Extracted data entries
★ ★ ★

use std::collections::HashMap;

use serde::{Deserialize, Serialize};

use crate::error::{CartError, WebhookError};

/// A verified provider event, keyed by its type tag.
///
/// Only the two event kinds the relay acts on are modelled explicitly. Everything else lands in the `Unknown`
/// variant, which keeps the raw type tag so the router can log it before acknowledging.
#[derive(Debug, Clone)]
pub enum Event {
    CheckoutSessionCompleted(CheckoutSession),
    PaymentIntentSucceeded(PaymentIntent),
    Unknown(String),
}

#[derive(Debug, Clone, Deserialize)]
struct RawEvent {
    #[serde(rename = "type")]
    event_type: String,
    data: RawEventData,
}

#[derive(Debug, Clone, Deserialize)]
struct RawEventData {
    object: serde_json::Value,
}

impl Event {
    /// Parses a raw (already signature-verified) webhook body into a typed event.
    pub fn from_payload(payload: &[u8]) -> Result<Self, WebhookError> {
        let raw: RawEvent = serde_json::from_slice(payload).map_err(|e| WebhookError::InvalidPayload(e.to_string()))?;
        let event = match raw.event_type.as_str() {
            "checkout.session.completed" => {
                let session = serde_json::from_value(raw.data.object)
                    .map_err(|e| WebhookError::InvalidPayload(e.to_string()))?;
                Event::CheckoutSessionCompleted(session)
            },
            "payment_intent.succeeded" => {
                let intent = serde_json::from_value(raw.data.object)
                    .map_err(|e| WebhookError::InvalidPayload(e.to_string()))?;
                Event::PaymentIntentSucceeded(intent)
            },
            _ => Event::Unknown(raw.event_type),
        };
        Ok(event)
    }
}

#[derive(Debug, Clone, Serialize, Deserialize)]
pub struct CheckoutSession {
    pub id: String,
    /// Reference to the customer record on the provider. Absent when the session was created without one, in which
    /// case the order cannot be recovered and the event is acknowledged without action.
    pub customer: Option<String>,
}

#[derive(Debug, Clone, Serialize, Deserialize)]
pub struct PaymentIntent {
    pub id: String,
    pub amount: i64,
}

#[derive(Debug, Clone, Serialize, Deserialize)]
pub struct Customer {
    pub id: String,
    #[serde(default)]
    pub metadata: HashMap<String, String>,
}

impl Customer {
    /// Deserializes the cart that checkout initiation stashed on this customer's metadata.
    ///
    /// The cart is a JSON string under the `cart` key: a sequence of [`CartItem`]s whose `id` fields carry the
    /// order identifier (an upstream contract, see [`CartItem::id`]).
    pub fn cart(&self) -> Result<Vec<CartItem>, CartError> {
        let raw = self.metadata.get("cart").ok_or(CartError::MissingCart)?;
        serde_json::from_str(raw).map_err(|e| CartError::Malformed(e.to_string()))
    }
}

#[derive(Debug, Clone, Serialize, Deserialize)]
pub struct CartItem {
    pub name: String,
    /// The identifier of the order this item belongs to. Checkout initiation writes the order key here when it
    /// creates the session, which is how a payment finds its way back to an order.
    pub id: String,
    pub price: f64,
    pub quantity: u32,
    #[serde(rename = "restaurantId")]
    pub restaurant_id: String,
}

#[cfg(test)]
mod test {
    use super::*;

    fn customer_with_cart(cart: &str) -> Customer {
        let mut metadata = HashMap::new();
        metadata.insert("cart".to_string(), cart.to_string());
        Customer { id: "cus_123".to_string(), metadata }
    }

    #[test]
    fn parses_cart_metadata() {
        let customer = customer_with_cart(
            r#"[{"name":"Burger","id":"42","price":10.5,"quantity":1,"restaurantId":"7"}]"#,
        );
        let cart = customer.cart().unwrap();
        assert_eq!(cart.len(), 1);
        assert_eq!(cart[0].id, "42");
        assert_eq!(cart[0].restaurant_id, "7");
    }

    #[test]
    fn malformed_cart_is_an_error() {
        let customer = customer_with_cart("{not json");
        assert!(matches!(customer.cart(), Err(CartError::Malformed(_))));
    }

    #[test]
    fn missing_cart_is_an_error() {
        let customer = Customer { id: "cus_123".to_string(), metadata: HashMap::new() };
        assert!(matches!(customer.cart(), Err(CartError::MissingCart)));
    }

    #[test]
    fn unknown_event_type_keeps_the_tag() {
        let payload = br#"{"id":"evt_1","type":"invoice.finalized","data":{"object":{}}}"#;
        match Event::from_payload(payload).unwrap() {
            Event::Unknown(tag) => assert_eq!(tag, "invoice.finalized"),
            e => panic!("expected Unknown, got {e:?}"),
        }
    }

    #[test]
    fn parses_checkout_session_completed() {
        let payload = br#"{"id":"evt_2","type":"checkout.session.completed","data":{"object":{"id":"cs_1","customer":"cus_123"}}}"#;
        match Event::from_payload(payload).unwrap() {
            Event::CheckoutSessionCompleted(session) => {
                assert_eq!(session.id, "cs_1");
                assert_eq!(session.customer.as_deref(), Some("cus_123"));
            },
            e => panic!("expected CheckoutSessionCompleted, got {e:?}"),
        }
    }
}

★ ★ ★

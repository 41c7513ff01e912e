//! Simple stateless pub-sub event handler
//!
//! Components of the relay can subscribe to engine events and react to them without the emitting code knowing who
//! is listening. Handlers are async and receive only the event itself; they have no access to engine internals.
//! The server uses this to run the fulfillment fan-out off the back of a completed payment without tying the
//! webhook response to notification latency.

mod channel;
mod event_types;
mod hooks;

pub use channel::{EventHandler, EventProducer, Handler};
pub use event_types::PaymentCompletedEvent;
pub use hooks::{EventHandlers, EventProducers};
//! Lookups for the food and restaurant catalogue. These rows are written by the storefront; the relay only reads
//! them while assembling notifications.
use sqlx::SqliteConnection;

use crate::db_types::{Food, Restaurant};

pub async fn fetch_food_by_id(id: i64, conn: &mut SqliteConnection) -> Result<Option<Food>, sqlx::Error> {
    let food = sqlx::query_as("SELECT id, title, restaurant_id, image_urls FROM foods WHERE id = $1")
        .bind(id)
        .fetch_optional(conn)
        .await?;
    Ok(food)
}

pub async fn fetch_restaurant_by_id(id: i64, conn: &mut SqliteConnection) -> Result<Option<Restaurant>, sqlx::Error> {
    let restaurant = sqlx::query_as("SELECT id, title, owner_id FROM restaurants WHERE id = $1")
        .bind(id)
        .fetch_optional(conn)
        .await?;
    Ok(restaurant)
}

★ ★ ★

Check each line of the data above for the string "this", and copy the ones that have it.

    /// Deserializes the cart that checkout initiation stashed on this customer's metadata.
    /// The identifier of the order this item belongs to. Checkout initiation writes the order key here when it
//! The server uses this to run the fulfillment fan-out off the back of a completed payment without tying the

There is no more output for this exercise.